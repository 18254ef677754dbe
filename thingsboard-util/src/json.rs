use std::time::Duration;

use serde::{Deserialize, Deserializer, Serializer};

pub fn deserialize_duration_from_ms<'de, D>(deserializer: D) -> Result<Duration, D::Error>
where
    D: Deserializer<'de>,
{
    let ms: u64 = Deserialize::deserialize(deserializer)?;
    Ok(Duration::from_millis(ms))
}

pub fn serialize_duration_to_ms<S>(duration: &Duration, serializer: S) -> Result<S::Ok, S::Error>
where
    S: Serializer,
{
    serializer.serialize_u64(duration.as_millis() as u64)
}
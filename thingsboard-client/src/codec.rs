//! JSON envelopes exchanged with the platform
use serde::{Deserialize, Serialize};

/// Attribute keys to fetch with an attribute request.
///
/// Keys are comma separated, e.g. `"model,serial"`. A missing list means
/// "no keys of that scope".
#[derive(Clone, Debug, Default, PartialEq, Eq, Serialize, Deserialize)]
#[serde(rename_all = "camelCase")]
pub struct AttributesQuery {
    #[serde(default, skip_serializing_if = "Option::is_none")]
    pub client_keys: Option<String>,
    #[serde(default, skip_serializing_if = "Option::is_none")]
    pub shared_keys: Option<String>,
}

impl AttributesQuery {
    pub fn client_keys(mut self, keys: impl Into<String>) -> Self {
        self.client_keys = Some(keys.into());
        self
    }

    pub fn shared_keys(mut self, keys: impl Into<String>) -> Self {
        self.shared_keys = Some(keys.into());
        self
    }

    /// Query string pairs in the order the HTTP API expects them
    pub(crate) fn query_pairs(&self) -> Vec<(&'static str, &str)> {
        let mut pairs = Vec::new();
        if let Some(keys) = &self.client_keys {
            pairs.push(("clientKeys", keys.as_str()));
        }
        if let Some(keys) = &self.shared_keys {
            pairs.push(("sharedKeys", keys.as_str()));
        }
        pairs
    }
}

#[derive(Debug, Default, Serialize)]
#[serde(rename_all = "camelCase")]
pub(crate) struct ClaimRequest<'a> {
    #[serde(skip_serializing_if = "Option::is_none")]
    secret_key: Option<&'a str>,
    #[serde(skip_serializing_if = "Option::is_none")]
    duration_ms: Option<u64>,
}

impl<'a> ClaimRequest<'a> {
    /// A negative duration means the claim never expires and is left out
    pub fn new(secret: Option<&'a str>, duration_ms: i64) -> Self {
        Self {
            secret_key: secret,
            duration_ms: u64::try_from(duration_ms).ok(),
        }
    }
}

#[derive(Debug, Serialize)]
#[serde(rename_all = "camelCase")]
pub(crate) struct ProvisionRequest<'a> {
    provision_device_key: &'a str,
    provision_device_secret: &'a str,
    token: &'a str,
    credentials_type: &'static str,
}

impl<'a> ProvisionRequest<'a> {
    pub fn new(key: &'a str, secret: &'a str, token: &'a str) -> Self {
        Self {
            provision_device_key: key,
            provision_device_secret: secret,
            token,
            credentials_type: "ACCESS_TOKEN",
        }
    }
}

/// Device-originated RPC call.
///
/// Over MQTT the id travels in the topic, over HTTP it is part of the body.
#[derive(Debug, Serialize)]
pub(crate) struct RpcRequest<'a> {
    #[serde(skip_serializing_if = "Option::is_none")]
    id: Option<u32>,
    method: &'a str,
    params: &'a str,
}

impl<'a> RpcRequest<'a> {
    pub fn new(method: &'a str, params: &'a str) -> Self {
        Self {
            id: None,
            method,
            params,
        }
    }

    pub fn with_id(self, id: u32) -> Self {
        Self {
            id: Some(id),
            ..self
        }
    }
}

#[derive(Deserialize)]
struct RpcEnvelope {
    id: u32,
}

/// Extract the request id of a polled server-side RPC
pub(crate) fn rpc_request_id(body: &str) -> Result<u32, serde_json::Error> {
    serde_json::from_str::<RpcEnvelope>(body).map(|envelope| envelope.id)
}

◇ ◇ ◇

## Exercise:
Where does the word "ClaimRequest" appear in the records above? Return every line that holds it.

## Answer section:
pub(crate) struct ClaimRequest<'a> {
impl<'a> ClaimRequest<'a> {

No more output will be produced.